Records to use:
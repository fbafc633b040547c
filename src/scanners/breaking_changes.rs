//! Breaking Changes: post-execution scanner, default severity Warn.
//!
//! Regex-level extraction of the public export surface, diffed between the
//! pre- and post-content of each modified file.

use crate::finding::Finding;
use crate::types::Context;
use regex::Regex;
use similar::TextDiff;
use std::collections::HashMap;
use std::sync::OnceLock;

#[derive(Debug, Clone, PartialEq, Eq)]
struct ExportedFn {
    params: Vec<String>,
    return_type: Option<String>,
}

/// An `interface`, `class`, `type`, or typed top-level `const` export.
/// Member-by-member diffing isn't attempted — just whether the declared
/// signature text changed at all.
#[derive(Debug, Clone, PartialEq, Eq)]
struct ExportedDecl {
    kind: &'static str,
    signature: String,
}

#[derive(Debug, Clone, PartialEq, Eq)]
enum ExportEntry {
    Function(ExportedFn),
    Declaration(ExportedDecl),
}

#[derive(Debug, Clone, PartialEq, Eq)]
enum Severity {
    Critical,
    Moderate,
    Minor,
}

fn fn_regex() -> &'static Regex {
    static CELL: OnceLock<Regex> = OnceLock::new();
    CELL.get_or_init(|| {
        Regex::new(r"export\s+(?:async\s+)?function\s+(\w+)\s*\(([^)]*)\)\s*(?::\s*([\w<>\[\],\s|]+?))?\s*\{")
            .expect("export fn regex must compile")
    })
}

/// Matches `export interface Foo ...{` and `export class Foo ...{`,
/// capturing the kind, the name, and any `extends`/`implements` clause.
fn interface_or_class_regex() -> &'static Regex {
    static CELL: OnceLock<Regex> = OnceLock::new();
    CELL.get_or_init(|| {
        Regex::new(r"export\s+(?:abstract\s+)?(interface|class)\s+(\w+)([^{]*)\{")
            .expect("export interface/class regex must compile")
    })
}

/// Matches `export type Foo = ...;`.
fn type_alias_regex() -> &'static Regex {
    static CELL: OnceLock<Regex> = OnceLock::new();
    CELL.get_or_init(|| {
        Regex::new(r"export\s+type\s+(\w+)(?:<[^>]*>)?\s*=\s*([^;]+);").expect("export type regex must compile")
    })
}

/// Matches a typed top-level `export const Foo: SomeType = ...`. Constants
/// with no type annotation are out of scope, matching the feature surface
/// this scanner covers.
fn const_regex() -> &'static Regex {
    static CELL: OnceLock<Regex> = OnceLock::new();
    CELL.get_or_init(|| {
        Regex::new(r"export\s+const\s+(\w+)\s*:\s*([\w<>\[\],.\s|]+?)\s*=").expect("export const regex must compile")
    })
}

fn extract_exports(content: &str) -> HashMap<String, ExportEntry> {
    let mut exports = HashMap::new();

    for caps in fn_regex().captures_iter(content) {
        let name = caps[1].to_string();
        let params_raw = caps.get(2).map(|m| m.as_str()).unwrap_or("");
        let params: Vec<String> = if params_raw.trim().is_empty() {
            vec![]
        } else {
            params_raw.split(',').map(|p| p.trim().to_string()).collect()
        };
        let return_type = caps.get(3).map(|m| m.as_str().trim().to_string());
        exports.insert(name, ExportEntry::Function(ExportedFn { params, return_type }));
    }

    for caps in interface_or_class_regex().captures_iter(content) {
        let kind = if &caps[1] == "interface" { "interface" } else { "class" };
        let name = caps[2].to_string();
        let signature = caps.get(3).map(|m| m.as_str().trim().to_string()).unwrap_or_default();
        exports.insert(name, ExportEntry::Declaration(ExportedDecl { kind, signature }));
    }

    for caps in type_alias_regex().captures_iter(content) {
        let name = caps[1].to_string();
        let signature = caps[2].trim().to_string();
        exports.insert(name, ExportEntry::Declaration(ExportedDecl { kind: "type", signature }));
    }

    for caps in const_regex().captures_iter(content) {
        let name = caps[1].to_string();
        let signature = caps[2].trim().to_string();
        exports.insert(name, ExportEntry::Declaration(ExportedDecl { kind: "const", signature }));
    }

    exports
}

fn param_is_optional(param: &str) -> bool {
    param.contains('?') || param.contains('=')
}

fn param_type(param: &str) -> Option<&str> {
    param.split(':').nth(1).map(str::trim)
}

fn classify_signature_change(before: &ExportedFn, after: &ExportedFn) -> Option<(Severity, String)> {
    if before == after {
        return None;
    }

    if after.params.len() < before.params.len() {
        return Some((Severity::Critical, "parameter removed".to_string()));
    }

    let required_added = after.params.len() > before.params.len()
        && after.params[before.params.len()..].iter().any(|p| !param_is_optional(p));
    if required_added {
        return Some((Severity::Critical, "required parameter added".to_string()));
    }

    if before.return_type != after.return_type {
        return Some((Severity::Moderate, "return type changed".to_string()));
    }

    for (b, a) in before.params.iter().zip(after.params.iter()) {
        if param_type(b) != param_type(a) {
            return Some((Severity::Moderate, "parameter type changed at same position".to_string()));
        }
    }

    if after.params.len() > before.params.len() {
        return Some((Severity::Minor, "optional parameter added at tail".to_string()));
    }

    Some((Severity::Minor, "formatting-only signature change".to_string()))
}

fn classify_entry_change(before: &ExportEntry, after: &ExportEntry) -> Option<(Severity, String)> {
    match (before, after) {
        (ExportEntry::Function(b), ExportEntry::Function(a)) => classify_signature_change(b, a),
        (ExportEntry::Declaration(b), ExportEntry::Declaration(a)) => {
            if b == a {
                None
            } else if b.kind != a.kind {
                Some((Severity::Critical, format!("export kind changed from {} to {}", b.kind, a.kind)))
            } else {
                Some((Severity::Moderate, format!("{} signature changed", b.kind)))
            }
        }
        _ => Some((Severity::Critical, "export kind changed".to_string())),
    }
}

pub fn execute(ctx: &Context) -> Finding {
    let Some(change_set) = ctx.change_set() else {
        return Finding::skipped("breaking_changes", "no change set available pre-execution");
    };

    let mut details = Vec::new();
    let mut any_critical = false;

    for change in change_set.changes() {
        let Some(before_content) = ctx.original_content(&change.path) else {
            continue;
        };

        // A file whose content is near-identical to its pre-image is
        // vanishingly unlikely to have changed its export surface; skip the
        // regex extraction pass entirely for that common case.
        let similarity = TextDiff::from_lines(before_content, &change.new_content).ratio();
        if similarity >= 0.999 {
            continue;
        }

        let before = extract_exports(before_content);
        let after = extract_exports(&change.new_content);

        for (name, before_export) in &before {
            match after.get(name) {
                None => {
                    any_critical = true;
                    details.push(format!("{}: removed export `{}`", change.path, name));
                }
                Some(after_export) => {
                    if let Some((severity, reason)) = classify_entry_change(before_export, after_export) {
                        if severity == Severity::Critical {
                            any_critical = true;
                        }
                        let detail = if reason == "formatting-only signature change" {
                            format!("{}: `{}` {} (content similarity {:.3})", change.path, name, reason, similarity)
                        } else {
                            format!("{}: `{}` {} ({:?})", change.path, name, reason, severity)
                        };
                        details.push(detail);
                    }
                }
            }
        }
    }

    if details.is_empty() {
        return Finding::passed("breaking_changes", "no breaking changes detected");
    }

    // Critical export-surface findings roll up to Warning, not Block, at
    // default severity — the registry's configured severity for this
    // scanner governs the actual pipeline effect.
    let message = if any_critical {
        "breaking change(s) detected in exported surface".to_string()
    } else {
        "non-critical export surface change(s) detected".to_string()
    };

    Finding::warning(
        "breaking_changes",
        message,
        details,
        vec!["confirm downstream callers are updated before merging".to_string()],
    )
}

#[cfg(test)]
mod tests {
    use super::*;
    use crate::types::{Change, ChangeSet};
    use std::collections::HashMap;
    use std::path::PathBuf;

    #[test]
    fn removed_required_parameter_is_warning_with_detail() {
        let before = "export function process(id: string): User {\n  return lookup(id);\n}\n";
        let after = "export function process(): User {\n  return lookup();\n}\n";

        let mut originals = HashMap::new();
        originals.insert("src/user.ts".to_string(), before.to_string());

        let ctx = Context::pre_execution("t", PathBuf::from("/repo"), originals).with_change_set(ChangeSet::new(vec![Change {
            path: "src/user.ts".to_string(),
            new_content: after.to_string(),
            explanation: String::new(),
        }]));

        let finding = execute(&ctx);
        assert_eq!(finding.status, crate::finding::Status::Warning);
        assert!(!finding.is_blocking());
        assert!(finding.detail_lines.iter().any(|l| l.contains("process")));
    }

    #[test]
    fn identical_content_skips_export_extraction() {
        let content = "export function process(id: string): User {\n  return lookup(id);\n}\n";

        let mut originals = HashMap::new();
        originals.insert("src/user.ts".to_string(), content.to_string());

        let ctx = Context::pre_execution("t", PathBuf::from("/repo"), originals).with_change_set(ChangeSet::new(vec![Change {
            path: "src/user.ts".to_string(),
            new_content: content.to_string(),
            explanation: String::new(),
        }]));

        let finding = execute(&ctx);
        assert_eq!(finding.status, crate::finding::Status::Passed);
    }

    #[test]
    fn removed_interface_class_type_and_const_are_critical() {
        let before = concat!(
            "export interface User {\n  id: string;\n}\n",
            "export class Repo {\n  find() {}\n}\n",
            "export type Id = string;\n",
            "export const LIMIT: number = 10;\n",
        );
        let after = "export const unrelated: string = \"x\";\n";

        let mut originals = HashMap::new();
        originals.insert("src/api.ts".to_string(), before.to_string());

        let ctx = Context::pre_execution("t", PathBuf::from("/repo"), originals).with_change_set(ChangeSet::new(vec![Change {
            path: "src/api.ts".to_string(),
            new_content: after.to_string(),
            explanation: String::new(),
        }]));

        let finding = execute(&ctx);
        assert_eq!(finding.status, crate::finding::Status::Warning);
        for name in ["User", "Repo", "Id", "LIMIT"] {
            assert!(
                finding.detail_lines.iter().any(|l| l.contains(&format!("removed export `{name}`"))),
                "expected a removed-export detail for `{name}`, got {:?}",
                finding.detail_lines
            );
        }
    }

    #[test]
    fn changed_interface_body_is_reported_as_moderate() {
        let before = "export interface User {\n  id: string;\n}\n";
        let after = "export interface User extends Base {\n  id: string;\n}\n";

        let mut originals = HashMap::new();
        originals.insert("src/api.ts".to_string(), before.to_string());

        let ctx = Context::pre_execution("t", PathBuf::from("/repo"), originals).with_change_set(ChangeSet::new(vec![Change {
            path: "src/api.ts".to_string(),
            new_content: after.to_string(),
            explanation: String::new(),
        }]));

        let finding = execute(&ctx);
        assert_eq!(finding.status, crate::finding::Status::Warning);
        assert!(finding.detail_lines.iter().any(|l| l.contains("interface signature changed")));
    }

    #[test]
    fn skipped_without_change_set() {
        let ctx = Context::pre_execution("t", PathBuf::from("/repo"), HashMap::new());
        assert_eq!(execute(&ctx).status, crate::finding::Status::Skipped);
    }
}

Exercise directions: Report each line in the entries where the string "else" occurs.

Your response:
        } else {
        let kind = if &caps[1] == "interface" { "interface" } else { "class" };
            } else if b.kind != a.kind {
            } else {
    let Some(change_set) = ctx.change_set() else {
        let Some(before_content) = ctx.original_content(&change.path) else {
                        } else {
    } else {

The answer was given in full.